Build Status Line Coverage Badge Function Coverage Badge


Logo

treeCoreset

An implementation of the stream kmeans++ algorithm described in *modern C++ (Ackermann, Marcel R., et al. "Streamkm++ a clustering algorithm for data streams." Journal of Experimental Algorithmics (JEA) 17 (2012): 2-1.)*. The main program launches a server, to which points can be sent from other processes arbitrarily. Representatives and centroids can be queried from the server via simple commands. Communication relies on the ØMQ library for minimum overhead.
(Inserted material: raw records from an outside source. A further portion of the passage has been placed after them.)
pub mod read_lines;
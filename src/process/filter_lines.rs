use crate::error::{CombinerError, Result};
use crate::util::rewrite_lines;
use std::path::Path;

#[derive(Debug, Default, Copy, Clone, Eq, PartialEq)]
pub struct LineCounts {
    pub kept: usize,
    pub dropped: usize,
}

/// Drops every line of `path` that starts with `marker`, in place.
pub fn filter_lines(path: &Path, marker: &str) -> Result<LineCounts> {
    if marker.is_empty() {
        return Err(CombinerError::Configuration(
            "comment marker must not be empty".to_string(),
        ));
    }

    let mut counts = LineCounts::default();
    rewrite_lines(path, "filter comment lines", |line, out| {
        if line.starts_with(marker.as_bytes()) {
            counts.dropped += 1;
            return Ok(());
        }
        counts.kept += 1;
        out.write_all(line)?;
        out.write_all(b"\n")
    })?;
    Ok(counts)
}

#[cfg(test)]
mod tests {
    use super::*;
    use std::fs;
    use tempdir::TempDir;

    fn staged(content: &str) -> (TempDir, std::path::PathBuf) {
        let dir = TempDir::new("filter").unwrap();
        let path = dir.path().join("a.dat");
        fs::write(&path, content).unwrap();
        (dir, path)
    }

    #[test]
    fn drops_comment_lines_and_keeps_order() {
        let (_dir, path) = staged("%hdr\n1.0 2.0\n%% freq\n3.0 4.0\n 5.0 %\n");

        let counts = filter_lines(&path, "%").unwrap();

        assert_eq!(counts, LineCounts { kept: 3, dropped: 2 });
        assert_eq!(
            fs::read_to_string(&path).unwrap(),
            "1.0 2.0\n3.0 4.0\n 5.0 %\n"
        );
    }

    #[test]
    fn filtering_twice_equals_filtering_once() {
        let (_dir, path) = staged("%hdr\n1.0 2.0\n\n%DONE\n3.0 4.0");

        filter_lines(&path, "%").unwrap();
        let once = fs::read(&path).unwrap();
        let counts = filter_lines(&path, "%").unwrap();
        let twice = fs::read(&path).unwrap();

        assert_eq!(once, twice);
        assert_eq!(counts, LineCounts { kept: 3, dropped: 0 });
    }

    #[test]
    fn supports_multi_character_markers() {
        let (_dir, path) = staged("//c\n/x\n1\n");

        filter_lines(&path, "//").unwrap();

        assert_eq!(fs::read_to_string(&path).unwrap(), "/x\n1\n");
    }

    #[test]
    fn file_with_only_comments_becomes_empty() {
        let (_dir, path) = staged("%a\n%b\n");

        let counts = filter_lines(&path, "%").unwrap();

        assert_eq!(counts.kept, 0);
        assert_eq!(fs::read(&path).unwrap(), b"");
    }

    #[test]
    fn rejects_empty_marker() {
        let (_dir, path) = staged("1\n");

        assert!(matches!(
            filter_lines(&path, ""),
            Err(CombinerError::Configuration(_))
        ));
    }
}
The server estimates overall footprint on RAM for user input, and if not satisfiable exits and suggests modifications to input parameters to satisfy the specified RAM constraints. Note that the constraint does not consider virtual memory and as such is much stricter than what might be in effect available on your machine.
Explore the docs »

View Demo · Report Bug · Request Feature

Table of Contents
  1. About The Project
  2. Getting Started
  3. Usage
  4. Roadmap
  5. Contributing
  6. License
  7. Contact
  8. Acknowledgments

About The Project

Product Name Screen Shot

(back to top)

Built With

(back to top)

Getting Started

This is an example of how you may give instructions on setting up your project locally. To get a local copy up and running follow these simple example steps.

Prerequisites

Eigen, Boost and ØMQ are required for this project to work. Eigen is already included as a submodule.

Installation

  1. Install prerequisite libraries:
    sudo apt-get install -y build-essential g++ python-dev autotools-dev libicu-dev libbz2-dev lcov libcppunit-dev software-properties-common
  2. Clone the repo
    git clone https://github.com/Shrecki/treeCoreset.git
  3. Install the submodules:
git submodule init
git submodule update
  1. If your cmake version is outdated, install a newer version, e.g:
wget https://github.com/Kitware/CMake/releases/download/v3.22.5/cmake-3.22.5.tar.gz
tar -zxvf cmake-3.22.5.tar.gz
cd cmake-3.22.5
sudo ./bootstrap
sudo make
sudo make install
cmake --version
  1. Install ØMQ, either from source file or through apt:
sudo apt-get install -y libzmq3-dev
  1. Install Boost:
sudo apt-get install -y libboost-all-dev
wget -O boost_1_79_0.tar.gz https://boostorg.jfrog.io/artifactory/main/release/1.79.0/source/boost_1_79_0.tar.gz
tar xzvf boost_1_79_0.tar.gz
cd boost_1_79_0/
./bootstrap.sh --prefix=/usr/
./b2
sudo ./b2 install
  1. Finally, make the project:
    mkdir cmake-build-debug-coverage
    cd cmake-build-debug-coverage
    cmake ../ -DCODE_COVERAGE=ON
    cmake --build . --target unit_test --config Release -- -j

Note that in CMakeList, march=native is used. If you're on an unsupported platform, you can remove this flag or - better yet - replace it with the flag corresponding to your CPU architecture to benefit from Eigen's maximum performance.

(back to top)

Usage

Direct usage method

There are two main ways to use this program. The first is to directly initialize the coreset object and send it points. This is the recommended way, as it is faster. There are three main steps:

  • Initialize the coreset object, by specifying a number of buckets and of representatives. The number of buckets is given as ceil(log2(n/n_representatives)), where n is the number of points you expect to pass in total to the algorithm (ie: number of samples in your original dataset). The number of representatives should be at least 200*k, k the number of centroids to find later, for decent performance.
  • Send the points to the coreset object
  • Recover the representatives

Doing these three steps can be done as follows:

# Makes the client_coreset.so shared library visible to Python by adding it to the path
import sys
sys.path.insert(1, 'treeCoreset/cmake-build-debug-coverage')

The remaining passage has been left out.